Professor Lockart (Charles B. Pierce) or Doc grabs his prize student Tanya (Serene Hedin), the shirtless Tim (Chuck Pierce) and the whiney Leslie (Cindy Butler) after a sighting of the Boggy Creek creature is made, and heads into the Arkansas swamps. Doc provides some narration over some of the more popular tales of the Boggy Creek beast, before they make camp and start their hunt. The monster is revealed, seen first by the guys, then the gals. Then they decide to head down river to meet up with Old Man Crenshaw (Jimmy Clem) one of the must repulsive characters in MST3K history. Turns out Crenshaw knows quite a bit about old Boggy - more than he lets on. "And the Legend Continues...”
Don't believe the title, this movie is actually the third film in the "Boggy Creek" cycle.
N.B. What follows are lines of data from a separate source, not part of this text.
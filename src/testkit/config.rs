//! Canonical test configurations.

use crate::infrastructure::config::{http::RetryConfig, settings::Config};
use crate::port::outbound::config::EthProvider;

/// Two attempts, millisecond backoff.
#[must_use]
pub fn fast_retry() -> RetryConfig {
    RetryConfig {
        max_attempts: 2,
        initial_delay_ms: 1,
        max_delay_ms: 2,
        backoff_multiplier: 2.0,
    }
}

/// Config selecting `provider`, with the given RPC endpoints.
#[must_use]
pub fn rpc_config(rpc_url: Option<&str>, fallbacks: &[&str], provider: EthProvider) -> Config {
    let mut config = Config::default();
    config.eth.rpc_url = rpc_url.map(ToString::to_string);
    config.eth.fallback_rpc_urls = fallbacks.iter().map(ToString::to_string).collect();
    config.eth.provider = provider.to_string();
    config.retry = fast_retry();
    config
}

/// Etherscan-first config with no RPC endpoint.
#[must_use]
pub fn etherscan_config() -> Config {
    rpc_config(None, &[], EthProvider::Etherscan)
}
The first film "The Legend of Boggy Creek" is actually considered a decent little low budget monster romp made in 1972. It was followed by "Return to Boggy Creek" in 1977. Now Charles B. Pierce directed the first film and actually put quite a bit of effort into it. "Return" was made without his help and is considered a poor sequel. I guess Pierce was upset by this (even if "Return" did star Dana Plato), so he made an official sequel!
I'm guessing that Pierce also had a bit of an ego inflation since 1972, because his 1985 feature has all the markings of a man who thinks he knows best. He knows that his son will be the perfect actor for the part of Tim, and that the girls in the audience will want to see him without a shirt. He knows that if there was ever a heroic figure, that Charles B. Pierce is that figure. His character of Doc gets all the heroic scenes. He is wise in the world. He wants to understand the creature, not harm it (even though he waves a rifle at it a few times). He snaps into action, with his teeny tiny shorts, whenever the women-folk are threatened, or Tim wets himself. He also barks orders to Tim - a lot. Yes, truly this is the vision of one man, a man with big ideas and a big ego. It reminds me of Arch Hall Sr. and his film "Eegah", where he also foisted his son on us. Coincidence that both men named their sons after themselves?
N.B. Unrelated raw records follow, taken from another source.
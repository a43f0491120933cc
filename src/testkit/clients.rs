//! Scripted provider clients.
//!
//! Each mock answers from a per-address script, counts its calls, and can
//! report into a shared [`ConcurrencyGauge`] to observe in-flight requests.

use std::collections::{HashMap, VecDeque};
use std::sync::atomic::{AtomicUsize, Ordering};
use std::sync::Arc;
use std::time::Duration;

use alloy_primitives::U256;
use async_trait::async_trait;
use parking_lot::Mutex;

use crate::domain::token::TrackedToken;
use crate::error::ProviderError;
use crate::port::{
    outbound::chain::BsvBalanceClient, outbound::chain::EthBalanceClient,
    outbound::chain::EthClientFactory, outbound::chain::SatoshiBalance,
};

/// Tracks how many calls are in flight and the highest count seen.
#[derive(Debug, Default)]
pub struct ConcurrencyGauge {
    current: AtomicUsize,
    peak: AtomicUsize,
}

impl ConcurrencyGauge {
    pub fn new() -> Arc<Self> {
        Arc::new(Self::default())
    }

    /// Count a call as in flight until the guard drops.
    pub fn enter(self: &Arc<Self>) -> GaugeGuard {
        let now = self.current.fetch_add(1, Ordering::SeqCst) + 1;
        self.peak.fetch_max(now, Ordering::SeqCst);
        GaugeGuard {
            gauge: Arc::clone(self),
        }
    }

    pub fn current(&self) -> usize {
        self.current.load(Ordering::SeqCst)
    }

    pub fn peak(&self) -> usize {
        self.peak.load(Ordering::SeqCst)
    }
}

pub struct GaugeGuard {
    gauge: Arc<ConcurrencyGauge>,
}

impl Drop for GaugeGuard {
    fn drop(&mut self) {
        self.gauge.current.fetch_sub(1, Ordering::SeqCst);
    }
}

/// Replies consumed front to back; the last one repeats.
type Script<T> = VecDeque<Result<T, ProviderError>>;

fn next_reply<T: Clone>(script: Option<&mut Script<T>>, what: &str) -> Result<T, ProviderError> {
    match script {
        Some(replies) if replies.len() > 1 => replies
            .pop_front()
            .unwrap_or_else(|| Err(ProviderError::Api(format!("script exhausted for {what}")))),
        Some(replies) => replies
            .front()
            .cloned()
            .unwrap_or_else(|| Err(ProviderError::Api(format!("script exhausted for {what}")))),
        None => Err(ProviderError::Api(format!("nothing scripted for {what}"))),
    }
}

/// Scripted Ethereum client.
///
/// Unscripted native balances fail with a permanent API error; unscripted
/// token balances are zero.
pub struct MockEthClient {
    endpoint: String,
    native: Mutex<HashMap<String, Script<U256>>>,
    tokens: Mutex<HashMap<(String, String), Script<U256>>>,
    native_calls: AtomicUsize,
    token_calls: AtomicUsize,
    delay: Duration,
    gauge: Option<Arc<ConcurrencyGauge>>,
}

impl MockEthClient {
    pub fn new(endpoint: impl Into<String>) -> Self {
        Self {
            endpoint: endpoint.into(),
            native: Mutex::new(HashMap::new()),
            tokens: Mutex::new(HashMap::new()),
            native_calls: AtomicUsize::new(0),
            token_calls: AtomicUsize::new(0),
            delay: Duration::ZERO,
            gauge: None,
        }
    }

    #[must_use]
    pub fn with_native(self, address: &str, wei: impl Into<U256>) -> Self {
        self.with_native_replies(address, vec![Ok(wei.into())])
    }

    #[must_use]
    pub fn failing_native(self, address: &str, err: ProviderError) -> Self {
        self.with_native_replies(address, vec![Err(err)])
    }

    /// Replies returned in order for `address`; the last one repeats.
    #[must_use]
    pub fn with_native_replies(self, address: &str, replies: Vec<Result<U256, ProviderError>>) -> Self {
        self.native.lock().insert(address.to_string(), replies.into());
        self
    }

    #[must_use]
    pub fn with_token(self, address: &str, contract: &str, raw: impl Into<U256>) -> Self {
        self.tokens
            .lock()
            .insert((address.to_string(), contract.to_string()), vec![Ok(raw.into())].into());
        self
    }

    #[must_use]
    pub fn failing_token(self, address: &str, contract: &str, err: ProviderError) -> Self {
        self.tokens
            .lock()
            .insert((address.to_string(), contract.to_string()), vec![Err(err)].into());
        self
    }

    /// Sleep this long inside every call.
    #[must_use]
    pub fn with_delay(mut self, delay: Duration) -> Self {
        self.delay = delay;
        self
    }

    #[must_use]
    pub fn with_gauge(mut self, gauge: Arc<ConcurrencyGauge>) -> Self {
        self.gauge = Some(gauge);
        self
    }

    pub fn native_calls(&self) -> usize {
        self.native_calls.load(Ordering::SeqCst)
    }

    pub fn token_calls(&self) -> usize {
        self.token_calls.load(Ordering::SeqCst)
    }

    async fn simulate_latency(&self) -> Option<GaugeGuard> {
        let guard = self.gauge.as_ref().map(ConcurrencyGauge::enter);
        if !self.delay.is_zero() {
            tokio::time::sleep(self.delay).await;
        }
        guard
    }
}

#[async_trait]
impl EthBalanceClient for MockEthClient {
    async fn native_balance(&self, address: &str) -> Result<U256, ProviderError> {
        self.native_calls.fetch_add(1, Ordering::SeqCst);
        let _guard = self.simulate_latency().await;
        next_reply(self.native.lock().get_mut(address), address)
    }

    async fn token_balance(&self, address: &str, token: &TrackedToken) -> Result<U256, ProviderError> {
        self.token_calls.fetch_add(1, Ordering::SeqCst);
        let mut tokens = self.tokens.lock();
        match tokens.get_mut(&(address.to_string(), token.contract.clone())) {
            Some(script) => next_reply(Some(script), &token.symbol),
            None => Ok(U256::ZERO),
        }
    }

    fn endpoint(&self) -> &str {
        &self.endpoint
    }
}

/// Hands out registered clients by URL; unknown URLs fail to connect.
#[derive(Default)]
pub struct MockEthFactory {
    clients: HashMap<String, Arc<MockEthClient>>,
    connects: Mutex<Vec<String>>,
}

impl MockEthFactory {
    pub fn new() -> Self {
        Self::default()
    }

    #[must_use]
    pub fn with_client(mut self, url: &str, client: MockEthClient) -> Self {
        self.clients.insert(url.to_string(), Arc::new(client));
        self
    }

    /// The client registered for `url`.
    ///
    /// # Panics
    ///
    /// If no client was registered for `url`.
    pub fn client(&self, url: &str) -> Arc<MockEthClient> {
        Arc::clone(self.clients.get(url).expect("client registered for url"))
    }

    /// URLs passed to `connect`, in call order.
    pub fn connects(&self) -> Vec<String> {
        self.connects.lock().clone()
    }
}

#[async_trait]
impl EthClientFactory for MockEthFactory {
    async fn connect(&self, url: &str) -> Result<Arc<dyn EthBalanceClient>, ProviderError> {
        self.connects.lock().push(url.to_string());
        match self.clients.get(url) {
            Some(client) => Ok(Arc::clone(client) as Arc<dyn EthBalanceClient>),
            None => Err(ProviderError::Connect(format!("no node at {url}"))),
        }
    }
}

/// Scripted BSV client.
///
/// [`with_balance`](Self::with_balance) answers both single and bulk calls;
/// [`with_single`](Self::with_single) answers single calls only, so the bulk
/// response omits the address.
#[derive(Default)]
pub struct MockBsvClient {
    single: HashMap<String, Result<SatoshiBalance, ProviderError>>,
    bulk: HashMap<String, SatoshiBalance>,
    bulk_failure: Option<ProviderError>,
    single_calls: Mutex<Vec<String>>,
    bulk_calls: Mutex<Vec<Vec<String>>>,
    delay: Duration,
    gauge: Option<Arc<ConcurrencyGauge>>,
}

impl MockBsvClient {
    pub fn new() -> Self {
        Self::default()
    }

    #[must_use]
    pub fn with_balance(mut self, address: &str, confirmed: i64, unconfirmed: i64) -> Self {
        let sats = SatoshiBalance::new(confirmed, unconfirmed);
        self.single.insert(address.to_string(), Ok(sats));
        self.bulk.insert(address.to_string(), sats);
        self
    }

    #[must_use]
    pub fn with_single(mut self, address: &str, confirmed: i64, unconfirmed: i64) -> Self {
        self.single
            .insert(address.to_string(), Ok(SatoshiBalance::new(confirmed, unconfirmed)));
        self
    }

    #[must_use]
    pub fn failing_single(mut self, address: &str, err: ProviderError) -> Self {
        self.single.insert(address.to_string(), Err(err));
        self
    }

    #[must_use]
    pub fn failing_bulk(mut self, err: ProviderError) -> Self {
        self.bulk_failure = Some(err);
        self
    }

    #[must_use]
    pub fn with_delay(mut self, delay: Duration) -> Self {
        self.delay = delay;
        self
    }

    #[must_use]
    pub fn with_gauge(mut self, gauge: Arc<ConcurrencyGauge>) -> Self {
        self.gauge = Some(gauge);
        self
    }

    /// Addresses passed to single fetches, in call order.
    pub fn single_calls(&self) -> Vec<String> {
        self.single_calls.lock().clone()
    }

    /// Address lists passed to bulk fetches, in call order.
    pub fn bulk_calls(&self) -> Vec<Vec<String>> {
        self.bulk_calls.lock().clone()
    }

    async fn simulate_latency(&self) -> Option<GaugeGuard> {
        let guard = self.gauge.as_ref().map(ConcurrencyGauge::enter);
        if !self.delay.is_zero() {
            tokio::time::sleep(self.delay).await;
        }
        guard
    }
}

#[async_trait]
impl BsvBalanceClient for MockBsvClient {
    async fn native_balance(&self, address: &str) -> Result<SatoshiBalance, ProviderError> {
        self.single_calls.lock().push(address.to_string());
        let _guard = self.simulate_latency().await;
        self.single
            .get(address)
            .cloned()
            .unwrap_or_else(|| Err(ProviderError::Api(format!("nothing scripted for {address}"))))
    }

    async fn bulk_native_balance(
        &self,
        addresses: &[String],
    ) -> Result<HashMap<String, SatoshiBalance>, ProviderError> {
        self.bulk_calls.lock().push(addresses.to_vec());
        let _guard = self.simulate_latency().await;
        if let Some(err) = &self.bulk_failure {
            return Err(err.clone());
        }
        Ok(addresses
            .iter()
            .filter_map(|address| self.bulk.get(address).map(|sats| (address.clone(), *sats)))
            .collect())
    }
}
Pierce seems conflicted in the type of movie he is presenting (seems to be a theme this season). The movie opens with long and very pretty shots of the Arkansas swamplands. Pierce provides thoughtful narration about nature and the Boggy Creek Legend. You might think that you are watching a documentary. Even the creature is shown in as naturalistic a light as possible. Then you get a quick cut to a college football game with hundreds of screaming fans. And that's a bit closer to the type of movie you'll be getting.
The rest of the film attempts to balance the mystery of the creature with the horror of finding him. The story gathering sequences should serve the purpose of keeping us guessing. Is the Boggy Creek creature dangerous, or is it merely curious about humans. But Pierce bungles the approach by sapping the suspense from scenes with bad camera work, silly acting and poor use of the creature. By the time we get to the hunting sequence (which makes it sound more exciting than it is) we don't know if we should be afraid of the creature or afraid that Doc is going to kill it.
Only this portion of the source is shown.